Aunque son los dos literatos más conocidos del grupo, estos dos cuentos no pasarán a la historia como sus mejores obras, ni como las mejores de la noche. Byron, curioso, pregunta qué han escrito sus otros compañeros.

-Mi cuento se llama ‘El Vampiro-, anuncia el médico, sin saber que de ahí surgirá ese ideal del vampiro romántico que después servirá de base a Bram Stoker, entre otros muchos, y dará lugar a la reafirmación de una de las leyendas mitológicas más recurrentes de la Literatura de terror y otros géneros -.

«Sucedió en medio de las disipaciones de un duro invierno en Londres. Apareció en diversas fiestas de los personajes más importantes de la vida nocturna y diurna de la capital inglesa, un noble, más notable por sus peculiaridades que por su rango», comienza a leer Polidori. La historia se parece, sospechosamente, a la de Byron. No sólo la que ha escrito en el papel, si no la que lleva a cabo en su día a día. Los invitados se miran entre sí, un tanto ensimismados, sin distinguir demasiado bien entre la realidad y la ficción. Al final, deciden correr un velo entre las coincidencias.

-Mary, querida, ¿qué dice tu historia?- interviene Percy, un poco para olvidarse de lo que acaban de escuchar.

La señora Shelley empieza a leer su cuento. ‘El sueño’. «En un enorme y fortificado castillo, construido en una empinada escarpa dominando el Loira, no lejos de la ciudad de Nantes, moraba la última de su raza y heredera de su fortuna, la joven y hermosa condesa de Villeneuve».

-Creo que es una idea que debo desarrollar -añade Mary cuando acaba de leer su relato-. Después de lo hablado esta noche, veo necesario escribir sobre esos experimentos de galvanismo. Estamos dejando en manos de la ciencia un poder que se compara al de Dios. Competimos con la vida y con la muerte. ¿Hasta qué punto podemos? Es como aquel que desafió a los Dioses del Olimpo robándoles el fuego para dárselo a los hombres. De entonces sabemos que el castigo de Zeus fue condenarle a que un águila se comiese su hígado, que se restauraría cada día para volver a repetirse… Y así para siempre…

-Pero es sólo un mito, Mary -interrumpe el médico.

-¡Pobre Polidori! -exclama ella -. Pero, ¿cómo dictaminamos las reglas del juego? ¿Qué sería de ese ser devuelto a la vida? ¿Qué sentimientos albergaría?

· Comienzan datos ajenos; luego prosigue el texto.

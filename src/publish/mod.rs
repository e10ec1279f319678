pub mod http;
pub mod mirror;

use async_trait::async_trait;

use crate::config::PublishConfig;
use crate::core::{Frame, PublishError};

pub use http::HttpPublisher;
pub use mirror::MirrorPublisher;

/// Remote object store receiving resolved frames.
#[async_trait]
pub trait FramePublisher: Send + Sync {
    /// Upload `frame` under `session`; returns the object location.
    async fn publish_frame(&self, session: &str, frame: &Frame) -> Result<String, PublishError>;
}

/// `frames/<session>/<timestamp>.<ext>`
pub fn object_key(session: &str, frame: &Frame) -> String {
    format!("frames/{}/{}", session, frame.file_name())
}

/// Publishes to every configured target in order. The first failure is
/// returned after all targets were attempted.
pub struct PublisherSet {
    targets: Vec<Box<dyn FramePublisher>>,
}

impl PublisherSet {
    pub fn new(targets: Vec<Box<dyn FramePublisher>>) -> Self {
        Self { targets }
    }

    pub fn from_config(cfg: &PublishConfig) -> Self {
        let mut targets: Vec<Box<dyn FramePublisher>> = Vec::new();
        if let Some(url) = &cfg.url {
            targets.push(Box::new(HttpPublisher::new(
                url,
                cfg.token.clone(),
                std::time::Duration::from_millis(cfg.timeout_ms),
            )));
        }
        if let Some(dir) = &cfg.mirror_dir {
            targets.push(Box::new(MirrorPublisher::new(dir.clone())));
        }
        if targets.is_empty() {
            log::warn!("[publish] no publish target configured, resolved frames stay local");
        }
        Self::new(targets)
    }

    pub fn len(&self) -> usize {
        self.targets.len()
    }

    pub fn is_empty(&self) -> bool {
        self.targets.is_empty()
    }
}

#[async_trait]
impl FramePublisher for PublisherSet {
    async fn publish_frame(&self, session: &str, frame: &Frame) -> Result<String, PublishError> {
        let mut first_err = None;
        let mut locations = Vec::with_capacity(self.targets.len());

        for target in &self.targets {
            match target.publish_frame(session, frame).await {
                Ok(location) => locations.push(location),
                Err(e) => {
                    if first_err.is_none() {
                        first_err = Some(e);
                    }
                }
            }
        }

        match first_err {
            Some(e) => Err(e),
            None => Ok(locations.join(", ")),
        }
    }
}

#[cfg(test)]
mod tests {
    use super::*;
    use crate::core::FrameFormat;
    use crate::testing::mocks::RecordingPublisher;

    #[test]
    fn key_layout() {
        let frame = Frame::new(105, FrameFormat::Jpeg, vec![1]);
        assert_eq!(object_key("0xabc", &frame), "frames/0xabc/105.jpg");
    }

    #[tokio::test]
    async fn attempts_all_targets_and_reports_failure() {
        let failing = RecordingPublisher::new().fail_first(1);
        let ok = RecordingPublisher::new();
        let ok_log = ok.published_handle();
        let set = PublisherSet::new(vec![Box::new(failing), Box::new(ok)]);

        let frame = Frame::new(7, FrameFormat::Jpeg, vec![1]);
        assert!(set.publish_frame("s", &frame).await.is_err());
        assert_eq!(*ok_log.lock().unwrap(), vec![("s".to_string(), 7)]);
    }

    #[test]
    fn empty_config_has_no_targets() {
        assert!(PublisherSet::from_config(&PublishConfig::default()).is_empty());
    }
}
use std::time::Duration;

use async_trait::async_trait;

use crate::core::{Frame, PublishError};
use crate::publish::{FramePublisher, object_key};

/// Uploads frames with `PUT <base_url>/<object key>`.
///
/// ureq is blocking, so each upload runs on tokio's blocking pool.
pub struct HttpPublisher {
    base_url: String,
    token: Option<String>,
    agent: ureq::Agent,
}

impl HttpPublisher {
    pub fn new(base_url: &str, token: Option<String>, timeout: Duration) -> Self {
        // keine trailing slash
        let base_url = base_url.trim_end_matches('/').to_string();
        let agent = ureq::AgentBuilder::new()
            .timeout_connect(Duration::from_secs(5))
            .timeout(timeout)
            .build();
        Self {
            base_url,
            token,
            agent,
        }
    }

    pub fn url_for(&self, key: &str) -> String {
        format!("{}/{}", self.base_url, key)
    }
}

#[async_trait]
impl FramePublisher for HttpPublisher {
    async fn publish_frame(&self, session: &str, frame: &Frame) -> Result<String, PublishError> {
        let key = object_key(session, frame);
        let url = self.url_for(&key);
        let agent = self.agent.clone();
        let token = self.token.clone();
        let payload = frame.payload.clone();
        let content_type = frame.format.content_type();

        let upload_key = key.clone();
        let upload_url = url.clone();
        tokio::task::spawn_blocking(move || {
            let mut request = agent.put(&upload_url).set("Content-Type", content_type);
            if let Some(token) = &token {
                request = request.set("Authorization", &format!("Bearer {}", token));
            }

            match request.send_bytes(&payload) {
                Ok(_) => Ok(()),
                Err(ureq::Error::Status(status, resp)) => {
                    let body = resp.into_string().unwrap_or_default();
                    Err(PublishError::Status {
                        key: upload_key,
                        status,
                        body,
                    })
                }
                Err(e) => Err(PublishError::Transport {
                    key: upload_key,
                    message: e.to_string(),
                }),
            }
        })
        .await
        .map_err(|e| PublishError::with_context(format!("upload task for {}", key), e))??;

        log::info!("[publish] frame uploaded: {}", url);
        Ok(url)
    }
}
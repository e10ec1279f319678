//! Test doubles shared by unit and integration tests.

pub mod mocks;
use std::collections::VecDeque;
use std::sync::Mutex;
use std::sync::atomic::{AtomicU64, Ordering};

use crate::core::error::{BufferError, BufferResult};
use crate::core::frame::Frame;
use crate::core::lock::lock_mutex;
use crate::core::logging::{ComponentLogger, LogContext};

/// Bounded, insertion-ordered window of captured frames keyed by timestamp.
///
/// When full, inserting a new timestamp evicts the oldest-inserted frame
/// (FIFO, not LRU: lookups never refresh an entry). Re-inserting a timestamp
/// that is already buffered replaces its frame in place without evicting.
///
/// Every method takes the internal lock for exactly one call; nothing here
/// awaits, so the lock is never held across a suspension point.
pub struct FrameBuffer {
    frames: Mutex<VecDeque<Frame>>,
    capacity: usize,
    evicted: AtomicU64,
}

impl FrameBuffer {
    /// `capacity` is clamped to at least one frame.
    pub fn new(capacity: usize) -> Self {
        let capacity = capacity.max(1);
        Self {
            frames: Mutex::new(VecDeque::with_capacity(capacity)),
            capacity,
            evicted: AtomicU64::new(0),
        }
    }

    /// Insert a frame under its own timestamp.
    /// Returns the number of buffered frames afterwards.
    pub fn insert(&self, frame: Frame) -> usize {
        let mut frames = lock_mutex(&self.frames, "FrameBuffer::insert");

        if let Some(existing) = frames.iter_mut().find(|f| f.timestamp == frame.timestamp) {
            *existing = frame;
        } else {
            if frames.len() >= self.capacity {
                if let Some(old) = frames.pop_front() {
                    self.evicted.fetch_add(1, Ordering::Relaxed);
                    log::trace!("[buffer] evicted frame {}", old.timestamp);
                }
            }
            frames.push_back(frame);
        }

        if let (Some(first), Some(last)) = (frames.front(), frames.back()) {
            log::debug!(
                "[buffer] first frame {}\tlast frame {}\t({}/{})",
                first.timestamp,
                last.timestamp,
                frames.len(),
                self.capacity
            );
        }

        frames.len()
    }

    /// Most recently inserted frame, if any.
    pub fn latest(&self) -> Option<Frame> {
        lock_mutex(&self.frames, "FrameBuffer::latest").back().cloned()
    }

    /// Frame whose timestamp is nearest to `target`.
    ///
    /// Ties go to the entry inserted first, i.e. the lower timestamp when
    /// timestamps arrive in order. Calling this on an empty buffer is a
    /// contract violation and yields [`BufferError::Empty`].
    pub fn closest_to(&self, target: i64) -> BufferResult<Frame> {
        // min_by_key liefert bei Gleichstand das erste Element
        let closest = lock_mutex(&self.frames, "FrameBuffer::closest_to")
            .iter()
            .min_by_key(|f| f.timestamp.abs_diff(target))
            .cloned();

        match closest {
            Some(frame) => Ok(frame),
            None => {
                self.error(&format!(
                    "closest_to({}) called before any frame was captured",
                    target
                ));
                Err(BufferError::Empty { target })
            }
        }
    }

    pub fn contains(&self, timestamp: i64) -> bool {
        lock_mutex(&self.frames, "FrameBuffer::contains")
            .iter()
            .any(|f| f.timestamp == timestamp)
    }

    /// Buffered timestamps in insertion order.
    pub fn timestamps(&self) -> Vec<i64> {
        lock_mutex(&self.frames, "FrameBuffer::timestamps")
            .iter()
            .map(|f| f.timestamp)
            .collect()
    }

    pub fn len(&self) -> usize {
        lock_mutex(&self.frames, "FrameBuffer::len").len()
    }

    pub fn is_empty(&self) -> bool {
        self.len() == 0
    }

    pub fn capacity(&self) -> usize {
        self.capacity
    }

    pub fn stats(&self) -> FrameBufferStats {
        let frames = lock_mutex(&self.frames, "FrameBuffer::stats");
        FrameBufferStats {
            capacity: self.capacity,
            len: frames.len(),
            evicted: self.evicted.load(Ordering::Relaxed),
            oldest_timestamp: frames.front().map(|f| f.timestamp),
            latest_timestamp: frames.back().map(|f| f.timestamp),
        }
    }
}

#[derive(Debug, Clone, PartialEq, Eq)]
pub struct FrameBufferStats {
    pub capacity: usize,
    pub len: usize,
    pub evicted: u64,
    pub oldest_timestamp: Option<i64>,
    pub latest_timestamp: Option<i64>,
}

impl ComponentLogger for FrameBuffer {
    fn log_context(&self) -> LogContext {
        LogContext::new("FrameBuffer", &format!("frames/{}", self.capacity))
    }
}

#[cfg(test)]
mod tests {
    use super::*;
    use crate::core::frame::FrameFormat;

    fn frame(ts: i64) -> Frame {
        Frame::new(ts, FrameFormat::Jpeg, ts.to_le_bytes().to_vec())
    }

    #[test]
    fn test_basic_buffer_operations() {
        let buffer = FrameBuffer::new(10);
        assert_eq!(buffer.len(), 0);
        assert!(buffer.latest().is_none());

        assert_eq!(buffer.insert(frame(100)), 1);
        assert_eq!(buffer.len(), 1);
        assert_eq!(buffer.latest().unwrap().timestamp, 100);

        // latest() ist nebenwirkungsfrei
        assert_eq!(buffer.len(), 1);
    }

    #[test]
    fn test_buffer_wrap_around() {
        let buffer = FrameBuffer::new(3);
        for ts in 0..5 {
            buffer.insert(frame(ts));
        }

        assert_eq!(buffer.len(), 3);
        assert_eq!(buffer.timestamps(), vec![2, 3, 4]);
        assert_eq!(buffer.stats().evicted, 2);
    }

    #[test]
    fn duplicate_timestamp_replaces_in_place() {
        let buffer = FrameBuffer::new(2);
        buffer.insert(frame(10));
        buffer.insert(frame(11));
        buffer.insert(Frame::new(11, FrameFormat::Png, vec![9]));

        assert_eq!(buffer.timestamps(), vec![10, 11]);
        assert_eq!(buffer.stats().evicted, 0);
        let latest = buffer.latest().unwrap();
        assert_eq!(latest.format, FrameFormat::Png);
        assert_eq!(latest.payload.as_ref(), &[9u8]);
    }

    #[test]
    fn zero_capacity_is_clamped() {
        let buffer = FrameBuffer::new(0);
        assert_eq!(buffer.capacity(), 1);
        buffer.insert(frame(1));
        buffer.insert(frame(2));
        assert_eq!(buffer.timestamps(), vec![2]);
    }

    #[test]
    fn closest_handles_extreme_targets() {
        let buffer = FrameBuffer::new(4);
        buffer.insert(frame(-5));
        buffer.insert(frame(i64::MAX - 1));

        assert_eq!(buffer.closest_to(i64::MIN).unwrap().timestamp, -5);
        assert_eq!(buffer.closest_to(i64::MAX).unwrap().timestamp, i64::MAX - 1);
    }

    #[test]
    fn stats_track_window() {
        let buffer = FrameBuffer::new(2);
        assert_eq!(buffer.stats().oldest_timestamp, None);

        buffer.insert(frame(7));
        buffer.insert(frame(8));
        buffer.insert(frame(9));

        let stats = buffer.stats();
        assert_eq!(stats.len, 2);
        assert_eq!(stats.oldest_timestamp, Some(8));
        assert_eq!(stats.latest_timestamp, Some(9));
        assert!(buffer.contains(9));
        assert!(!buffer.contains(7));
    }

    #[test]
    fn test_log_context_names_capacity() {
        let buffer = FrameBuffer::new(3);
        let ctx = buffer.log_context();
        assert_eq!(ctx.component, "FrameBuffer");
        assert_eq!(ctx.instance_id, "frames/3");
        assert_eq!(buffer.log_context().instance_id, ctx.instance_id);
    }
}
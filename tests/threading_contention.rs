use std::sync::atomic::{AtomicUsize, Ordering};
use std::sync::{Arc, Barrier};

use framecatch_node::core::{Frame, FrameBuffer, FrameFormat};

#[test]
fn test_frame_buffer_threading_contention() {
    let buffer = Arc::new(FrameBuffer::new(64));
    let start = Arc::new(Barrier::new(5));
    let inserted = Arc::new(AtomicUsize::new(0));
    let lookups = Arc::new(AtomicUsize::new(0));

    let mut handles = Vec::new();

    for producer_id in 0..2i64 {
        let buffer = buffer.clone();
        let start = start.clone();
        let inserted = inserted.clone();
        handles.push(std::thread::spawn(move || {
            start.wait();
            for i in 0..200i64 {
                let ts = producer_id * 1_000 + i;
                buffer.insert(Frame::new(ts, FrameFormat::Jpeg, vec![producer_id as u8; 32]));
                inserted.fetch_add(1, Ordering::Relaxed);
                if i % 50 == 0 {
                    std::thread::yield_now();
                }
            }
        }));
    }

    for reader_id in 0..2i64 {
        let buffer = buffer.clone();
        let start = start.clone();
        let lookups = lookups.clone();
        handles.push(std::thread::spawn(move || {
            start.wait();
            for i in 0..400i64 {
                let found = if reader_id == 0 {
                    buffer.closest_to(i * 3).ok()
                } else {
                    buffer.latest()
                };
                if found.is_some() {
                    lookups.fetch_add(1, Ordering::Relaxed);
                } else {
                    std::thread::yield_now();
                }
                assert!(buffer.len() <= 64);
            }
        }));
    }

    start.wait();

    for handle in handles {
        handle.join().expect("thread should complete");
    }

    assert_eq!(inserted.load(Ordering::Relaxed), 400);
    assert_eq!(buffer.len(), 64);
    assert_eq!(buffer.stats().evicted, 400 - 64);
}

Esa noche, después de las historias de terror, los sueños de Mary se inundaron de cadáveres, impulsos eléctricos, un joven Víctor Frankenstein obsesionado con la idea de crear una criatura cosiendo pedazos de estos cadáveres y darle vida. Dos años después de aquella noche, haría su aparición en la Literatura, imbuido de una fuerza sobrehumana que sólo dan los sueños (aunque sean de terror) aquel moderno Prometeo, la creación del doctor Frankenstein, que Mary Shelley ideó entre las tormentas en la Villa Diodoti.

FrankensteinDraft

Manuscrito original del cuento de Mary Shelley.


¹ Erasmus Darwin, médico, naturalista, fisiólogo, filósofo y poeta británico. Abuelo de Charles Darwin, fue uno de los pioneros defensores del evolucionismo.

² «La vida orgánica bajo las olas lejos de las costas,
nació y creció en las cavernas perladas del océano.
Las primeras formas diminutas, no vistas por lentes esféricos,
se movían en el lodo, o atravesaban la masa de agua;
a medida que florecen las generaciones sucesivas,
adquieren nuevas fuerzas y extremidades más largas;
donde grupos incontables de vegetación surgen,
y mundos que respiran, de aletas, patas y alas».